Sumários
Visualização e dados de marcadores moleculares
21 Outubro 2019, 09:00 • Patricia Beldade
Tipos de marcadores e exemplos: morfológicos, alozimas, baseados em DNA (incluindo AFLPs, microsatellites, SNPs). Propriedades dos marcadores; incluindo: dominantes ou co-dominantes, níveis de polimorfismo, facilidade de desenvolvimento e genotipagem, necessidade ou não de informação sobre sequência nucleotídica, requesitos sobre qualidade e quantidade de DNA. Exemplos detalhados de dois “polimorfismos de tamanho” (detecção por electroforese com base em tamanho de fragmentos) cujo ensaio envolve PCR mas diferem em dominância ou co-dominância e necessidade ou não de informação sobre sequência nucleotídica: AFLPs e microsatellites. Exercícios de leitura de polimorismo em RFLP, AFLP e microsatellites e entrada dos dados correspondentes.
Visita Facility
17 Outubro 2019, 12:00 • Maria Manuela Gomes Coelho de Noronha Trancoso
Análise quantitativa e comparativa de sequências
16 Outubro 2019, 09:00 • Patricia Beldade
Estatísticas descritivas de sequências. Composição em nucleótidos ou aminoácidos. Uso de codões alternativos. Comparações de sequências de diferentes origens. Polimorfismos. Tipos de substituições de nucleótidos. Cálculo e utilidade de matrizes de distâncias genéticas. Modelos de substituições. Exercícios no programa MegaX.
NGS - 3ª geração
15 Outubro 2019, 15:30 • Maria Manuela Gomes Coelho de Noronha Trancoso
Sequenciação de 3ª geração. Pacific Biosciences and Nanoporo.

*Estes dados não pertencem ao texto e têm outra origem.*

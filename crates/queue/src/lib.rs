//! Coalescing task queue.
//!
//! [`MergingTaskQueue`] accepts [`QueueTask`]s from any thread, merges pending
//! work of the same concrete type when the task's own merge predicate agrees,
//! and hands tasks out one at a time as [`QueuedTask`] handles. Every submitted
//! task is disposed exactly once, whether it ran, merged away, or was cancelled.
//!
//! On top of the queue:
//! * [`drain_queue`] runs the consumer loop under a [`DrainBudget`],
//! * [`SyncTaskQueue`] runs work on the calling thread and defers nested
//!   submissions instead of recursing,
//! * [`QueueExecutor`] drains a queue in the background on a tokio runtime.

mod drain;
mod error;
mod executor;
mod queue;
mod receipt;
mod sync_queue;
mod task;
mod token;

#[cfg(test)]
mod test_support;

pub use drain::{DrainBudget, DrainReport, drain_queue};
pub use error::{ExecutorError, TaskError};
pub use executor::{ExecutorSpec, ExecutorStatus, QueueExecutor, ShutdownMode};
pub use queue::{MergingTaskQueue, QueuedTask};
pub use receipt::{Submission, SubmissionReceipt, SubmitOutcome, TaskId};
pub use sync_queue::{SyncRun, SyncTaskQueue};
pub use task::{BoxedTask, MergeOutcome, QueueTask, downcast_task};
pub use token::TaskToken;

Vantagens e desvantagens das plataformas de 1ª e 2ª geração.
Desafios ligados à NGS- problemas e soluções.
Análise de resultados da NGS em DNA e RNA.
Tratamento bioinformático dos dados de NGS
Análise quantitativa e comparativa de sequências
14 Outubro 2019, 09:00 • Patricia Beldade
Estatísticas descritivas de sequências. Composição em nucleótidos ou aminoácidos. Uso de codões alternativos. Comparações de sequências de diferentes origens. Polimorfismos. Tipos de substituições de nucleótidos. Cálculo e utilidade de matrizes de distâncias genéticas. Modelos de substituições. Exercícios no programa MegaX.